Hüftgelenksarthrose

Die Hüftgelenksarthrose, medizinisch Coxarthrose genannt, ist eine verschleißbedingte Erkrankung des Hüftgelenks. Prinzipiell kann jedes Gelenk des Körpers von Arthrose (Gelenkverschleiß) betroffen sein. Einige haben allerdings bedingt durch ihre anatomische Lage besonders intensiven Belastungen standzuhalten. Dies gilt vor allem für die Gelenke an den Beinen, auf denen der überwiegende Teil des Körpergewichtes ruht. Normalerweise sorgt der Knorpel dafür, dass keine direkte Reibung zwischen dem Hüftkopf des Oberschenkelknochens und der Hüftpfanne des Beckens entsteht. Begünstigt durch Fehlstellungen, falsche Belastungen oder Verletzungen nutzt sich der Knorpel ab und die Menge des notwendigen "Puffers" im Gelenk nimmt ab. Das kann soweit gehen, dass quasi Knochen auf Knochen reibt. Massive Schmerzen, eingeschränkte Beweglichkeit bis hin zu einer steifen Hüfte sind die Folge und wichtige Symptome der Hüftarthrose. Bis jede Belastung Gelenkschmerzen verursacht, ist es jedoch ein weiter Weg. Der Verschleiß des Hüftgelenks zieht sich über viele Jahre hin. Obwohl die Arthrose meist erst im höheren Erwachsenenalter in Erscheinung tritt, ist sie kein reines Altersleiden. Wie man heute weiß, beginnt bei mehr als der Hälfte aller Menschen die Abnutzung der Gelenke bereits ab dem 35. Lebensjahr.

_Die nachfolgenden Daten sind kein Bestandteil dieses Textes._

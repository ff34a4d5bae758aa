//! [`Command`] for adding an interest in a [`Listing`] to a [`Cart`].

use common::{
    money::Currency,
    operations::{By, Select},
};
use derive_more::{Display, Error, From};
use tracerr::Traced;

#[cfg(doc)]
use crate::domain::Cart;
use crate::{
    domain::{cart, listing, Listing, Session},
    infra::{database, Database},
    Service,
};

use super::Command;

/// [`Command`] for adding an interest in a [`Listing`] to a [`Cart`].
///
/// Repeated interest in the same [`Listing`] increments the quantity of its
/// [`cart::Line`].
#[derive(Debug)]
pub struct AddInterest<'s> {
    /// [`Session`] owning the [`Cart`].
    pub session: &'s mut Session,

    /// ID of the [`Listing`] of interest.
    pub listing_id: listing::Id,

    /// [`cart::Intent`] of a new [`cart::Line`].
    pub intent: cart::Intent,
}

impl<'s, Db, Bk> Command<AddInterest<'s>> for Service<Db, Bk>
where
    Db: Database<
        Select<By<Option<Listing>, listing::Id>>,
        Ok = Option<Listing>,
        Err = Traced<database::Error>,
    >,
{
    type Ok = cart::Line;
    type Err = Traced<ExecutionError>;

    async fn execute(
        &self,
        cmd: AddInterest<'s>,
    ) -> Result<Self::Ok, Self::Err> {
        use ExecutionError as E;

        let AddInterest {
            session,
            listing_id,
            intent,
        } = cmd;

        let listing = self
            .database()
            .execute(Select(By::<Option<Listing>, _>::new(listing_id)))
            .await
            .map_err(tracerr::map_from_and_wrap!(=> E))?
            .ok_or(E::ListingNotExists(listing_id))
            .map_err(tracerr::wrap!())?;

        let currency = self.config().pricing.currency();
        if listing.price.currency != currency {
            return Err(tracerr::new!(E::CurrencyMismatch(
                listing.price.currency
            )));
        }

        let line = session.cart.add_interest(&listing, intent).clone();
        tracing::info!(
            %listing_id,
            quantity = %line.quantity,
            units = session.cart.units(),
            "interest added",
        );

        Ok(line)
    }
}

/// Error of [`AddInterest`] [`Command`] execution.
#[derive(Debug, Display, Error, From)]
pub enum ExecutionError {
    /// [`Database`] error.
    #[display("`Database` operation failed: {_0}")]
    Db(database::Error),

    /// [`Listing`] doesn't exist.
    #[display("`Listing(id: {_0})` does not exist")]
    #[from(ignore)]
    ListingNotExists(#[error(not(source))] listing::Id),

    /// [`Listing`] is priced in a [`Currency`] other than [`cart::Totals`].
    #[display("`Listing` is priced in `{_0}` unlike the `Cart` totals")]
    #[from(ignore)]
    CurrencyMismatch(#[error(not(source))] Currency),
}

#[cfg(test)]
mod spec {
    use common::Money;

    use crate::{
        command::Command as _,
        domain::{cart::Intent, listing, Session},
        spec::service,
    };

    use super::{AddInterest, ExecutionError};

    fn add(session: &mut Session, n: u32) -> AddInterest<'_> {
        AddInterest {
            session,
            listing_id: listing::Id::from(n),
            intent: Intent::Purchase,
        }
    }

    #[tokio::test]
    async fn aggregates_by_listing() {
        let svc = service();
        let mut session = Session::default();

        _ = svc.execute(add(&mut session, 1)).await.unwrap();
        let line = svc.execute(add(&mut session, 1)).await.unwrap();

        assert_eq!(line.quantity.get(), 2);
        assert_eq!(session.cart.len(), 1);
        assert_eq!(
            session.cart.totals(&svc.config().pricing).total,
            "1739000BRL".parse::<Money>().unwrap(),
        );
    }

    #[tokio::test]
    async fn copies_display_fields() {
        let svc = service();
        let mut session = Session::default();

        let line = svc.execute(add(&mut session, 6)).await.unwrap();

        assert_eq!(line.title.to_string(), "Loft Industrial no Centro");
        assert_eq!(line.price.to_string(), "720000BRL");
        assert_eq!(line.quantity.get(), 1);
        assert_eq!(line.intent, Intent::Purchase);
    }

    #[tokio::test]
    async fn reports_unknown_listing() {
        let svc = service();
        let mut session = Session::default();
        _ = svc.execute(add(&mut session, 2)).await.unwrap();

        let err = svc.execute(add(&mut session, 999)).await.unwrap_err();

        assert!(matches!(
            err.as_ref(),
            ExecutionError::ListingNotExists(id) if u32::from(*id) == 999,
        ));
        assert_eq!(session.cart.len(), 1);
        assert_eq!(session.cart.units(), 1);
    }
}
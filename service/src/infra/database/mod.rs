//! [`Database`]-related implementations.

pub mod memory;

use derive_more::{Display, Error as StdError, From};

pub use self::memory::InMemory;

/// Database operation.
pub use common::Handler as Database;

/// [`Database`] error.
#[derive(Debug, Display, From, StdError)]
pub enum Error {
    /// [`InMemory`] error.
    Memory(memory::Error),
}
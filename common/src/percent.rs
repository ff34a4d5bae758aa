//! [`Percent`]-related definitions.

use std::str::FromStr;

use derive_more::Display;
use rust_decimal::Decimal;
use serde::{de, Deserialize, Deserializer, Serialize, Serializer};

/// Floating-point percentage in the `[0; 100]` range.
#[derive(Clone, Copy, Debug, Display, Eq, Hash, PartialEq)]
#[display("{_0}%")]
pub struct Percent(Decimal);

impl Percent {
    /// Creates a new [`Percent`] by checking the provided value is
    /// between `0` and `100` (inclusive).
    #[must_use]
    pub fn new(val: Decimal) -> Option<Self> {
        (Decimal::ZERO..=Decimal::ONE_HUNDRED)
            .contains(&val)
            .then_some(Self(val))
    }

    /// Applies this [`Percent`] to the provided `amount`.
    ///
    /// Saturates at [`Decimal::MAX`] instead of overflowing.
    #[must_use]
    pub fn of(self, amount: Decimal) -> Decimal {
        amount.saturating_mul(self.0) / Decimal::ONE_HUNDRED
    }
}

impl FromStr for Percent {
    type Err = &'static str;

    fn from_str(s: &str) -> Result<Self, Self::Err> {
        let s = s.trim();
        Decimal::from_str(s.strip_suffix('%').unwrap_or(s).trim_end())
            .ok()
            .and_then(Self::new)
            .ok_or("invalid percent value")
    }
}

impl Serialize for Percent {
    fn serialize<S: Serializer>(&self, serializer: S) -> Result<S::Ok, S::Error> {
        serializer.serialize_str(&self.0.to_string())
    }
}

impl<'de> Deserialize<'de> for Percent {
    fn deserialize<D: Deserializer<'de>>(
        deserializer: D,
    ) -> Result<Self, D::Error> {
        String::deserialize(deserializer)?
            .parse()
            .map_err(de::Error::custom)
    }
}

#[cfg(test)]
mod spec {
    use std::str::FromStr as _;

    use rust_decimal::Decimal;

    use super::Percent;

    #[test]
    fn from_str() {
        assert_eq!(
            Percent::from_str("2").unwrap(),
            Percent::new(Decimal::TWO).unwrap(),
        );
        assert_eq!(
            Percent::from_str("2.5%").unwrap(),
            Percent::new(Decimal::new(25, 1)).unwrap(),
        );
        assert!(Percent::from_str("0").is_ok());
        assert!(Percent::from_str("100").is_ok());

        assert!(Percent::from_str("-1").is_err());
        assert!(Percent::from_str("100.01").is_err());
        assert!(Percent::from_str("two").is_err());
    }

    #[test]
    fn applies_to_amount() {
        let tax = Percent::new(Decimal::TWO).unwrap();

        assert_eq!(tax.of(Decimal::new(1_700_000, 0)), Decimal::new(34_000, 0));
        assert_eq!(tax.of(Decimal::ZERO), Decimal::ZERO);
    }

    #[test]
    fn to_string() {
        assert_eq!(Percent::new(Decimal::TWO).unwrap().to_string(), "2%");
    }
}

Die Diagnose wird anhand von Röntgenaufnahmen gestellt. Arthrose ist zwar nicht heilbar, kann jedoch in ihrem Fortschreiten gestoppt oder zumindest verlangsamt werden. Physikalische Therapie und Medikamente können Schmerzen lindern und begleitende Entzündungsreaktionen eindämmen. Eine Physiotherapie kann die Muskeln kräftigen und so das Gelenk entlasten. Zudem hilft sie, falsche Bewegungsmuster zu korrigieren und damit weiterer Fehlbelastung vorzubeugen. Je eher in den schädlichen Prozess eingegriffen wird, desto größer sind die Chancen, trotz Hüftarthrose mobil zu bleiben.

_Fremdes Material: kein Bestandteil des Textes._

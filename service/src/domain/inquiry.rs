//! [`Inquiry`] definitions.

use common::{define_kind, unit, DateTimeOf};
use derive_more::{AsRef, Display, From, Into};
use uuid::Uuid;

#[cfg(doc)]
use crate::domain::cart::Cart;
use crate::domain::{
    cart::{Line, Totals},
    user,
};

/// Request handed over to the agency's backend.
#[derive(Clone, Debug, From)]
pub enum Inquiry {
    /// Checkout of a [`Cart`].
    Order(Order),

    /// Message to the agency.
    Contact(ContactMessage),
}

/// Checkout of a [`Cart`].
#[derive(Clone, Debug)]
pub struct Order {
    /// [`Line`]s of the checked out [`Cart`].
    pub lines: Vec<Line>,

    /// [`Totals`] of the checked out [`Cart`].
    pub totals: Totals,

    /// Preferred [`PaymentMethod`].
    pub payment: PaymentMethod,

    /// Preferred date of a property visit.
    pub visit_date: Option<VisitDateTime>,

    /// Preferred [`VisitPeriod`] of the day.
    pub visit_period: Option<VisitPeriod>,

    /// [`ContactDetails`] of the client.
    pub contact: ContactDetails,

    /// [`PlacementDateTime`] of this [`Order`].
    pub placed_at: PlacementDateTime,
}

/// Contact details of a client placing an [`Order`].
#[derive(Clone, Debug)]
pub struct ContactDetails {
    /// Name of the client.
    pub name: user::Name,

    /// Email of the client.
    pub email: user::Email,

    /// Phone of the client.
    pub phone: user::Phone,
}

/// Message to the agency.
#[derive(Clone, Debug)]
pub struct ContactMessage {
    /// Name of the sender.
    pub name: user::Name,

    /// Email of the sender.
    pub email: user::Email,

    /// [`Subject`] of this [`ContactMessage`].
    pub subject: Subject,

    /// [`Text`] of this [`ContactMessage`].
    pub message: Text,
}

/// Subject of a [`ContactMessage`].
#[derive(AsRef, Clone, Debug, Display, Eq, PartialEq)]
#[as_ref(str, String)]
pub struct Subject(String);

impl Subject {
    /// Creates a new [`Subject`] if the given `subject` is valid.
    #[must_use]
    pub fn new(subject: impl Into<String>) -> Option<Self> {
        let subject = subject.into();
        let valid = !subject.trim().is_empty() && subject.len() <= 256;
        valid.then_some(Self(subject))
    }
}

/// Body of a [`ContactMessage`].
#[derive(AsRef, Clone, Debug, Display, Eq, PartialEq)]
#[as_ref(str, String)]
pub struct Text(String);

impl Text {
    /// Creates a new [`Text`] if the given `text` is not blank.
    #[must_use]
    pub fn new(text: impl Into<String>) -> Option<Self> {
        let text = text.into();
        (!text.trim().is_empty()).then_some(Self(text))
    }
}

define_kind! {
    #[doc = "Payment method preferred for an [`Order`]."]
    enum PaymentMethod {
        #[doc = "Bank financing."]
        Financing = 1,

        #[doc = "Payment in full."]
        Cash = 2,

        #[doc = "Direct installments."]
        Installments = 3,
    }
}

define_kind! {
    #[doc = "Period of the day preferred for a property visit."]
    enum VisitPeriod {
        #[doc = "From 8 to 12 o'clock."]
        Morning = 1,

        #[doc = "From 12 to 18 o'clock."]
        Afternoon = 2,

        #[doc = "From 18 to 20 o'clock."]
        Evening = 3,
    }
}

/// [`DateTimeOf`] a property visit is preferred at.
pub type VisitDateTime = DateTimeOf<(Order, unit::Visit)>;

/// [`DateTimeOf`] an [`Order`] was placed at.
pub type PlacementDateTime = DateTimeOf<(Order, unit::Creation)>;

/// Acknowledgement of an accepted [`Inquiry`].
#[derive(Clone, Copy, Debug, Display, Eq, From, Hash, Into, PartialEq)]
pub struct Receipt(Uuid);

impl Receipt {
    /// Generates a new random [`Receipt`].
    #[must_use]
    pub fn new() -> Self {
        Self(Uuid::new_v4())
    }
}

impl Default for Receipt {
    fn default() -> Self {
        Self::new()
    }
}

#[cfg(test)]
mod spec {
    use super::{PaymentMethod, Subject, Text, VisitPeriod};

    #[test]
    fn rejects_blank_message() {
        assert!(Subject::new("Visita").is_some());
        assert!(Subject::new("   ").is_none());
        assert!(Text::new("").is_none());
    }

    #[test]
    fn parses_choices() {
        assert_eq!("cash".parse::<PaymentMethod>().unwrap(), PaymentMethod::Cash);
        assert_eq!(
            "Afternoon".parse::<VisitPeriod>().unwrap(),
            VisitPeriod::Afternoon,
        );
        assert!("barter".parse::<PaymentMethod>().is_err());
    }
}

Ist die Krankheit zu weit fortgeschritten, hilft meist aber nur noch eine Operation, bei der ein künstliches Hüftgelenk eingesetzt wird.

Individuelle Lösungen
Der Anspruch an ein neues Hüftgelenk ist bei jedem Patienten verschieden. So werden auch von den Ärzten der Orthopraxis verschiedene Prothesentypen verwendet.

Junge Patienten erhalten eine knochensparende Kurzschaftprothese (Mayo- oder Fitmore-Schaft). Die Cup-Prothesen, bei denen der Hüftkopf nur mit einer Metallkappe überzogen wird, haben leider die in Sie gesetzten Erwartungen weitgehend nicht erfüllt, weshalb sie nur sehr selten indiziert sind.

Wenn die Kurzschaftprothese gewechselt werden muss, kommt eine erneute zementfrei Prothese in Frage, die auch im Alter zwischen 60 und 100 zum Einsatz kommt (z.B. Zweymüller-Prothese). Bei ausgesprochener Osteoporose wird eine zementierte Prothese verwendet.

Die Haltbarkeiten der Hüftprothesen liegen bei über 20 Jahren.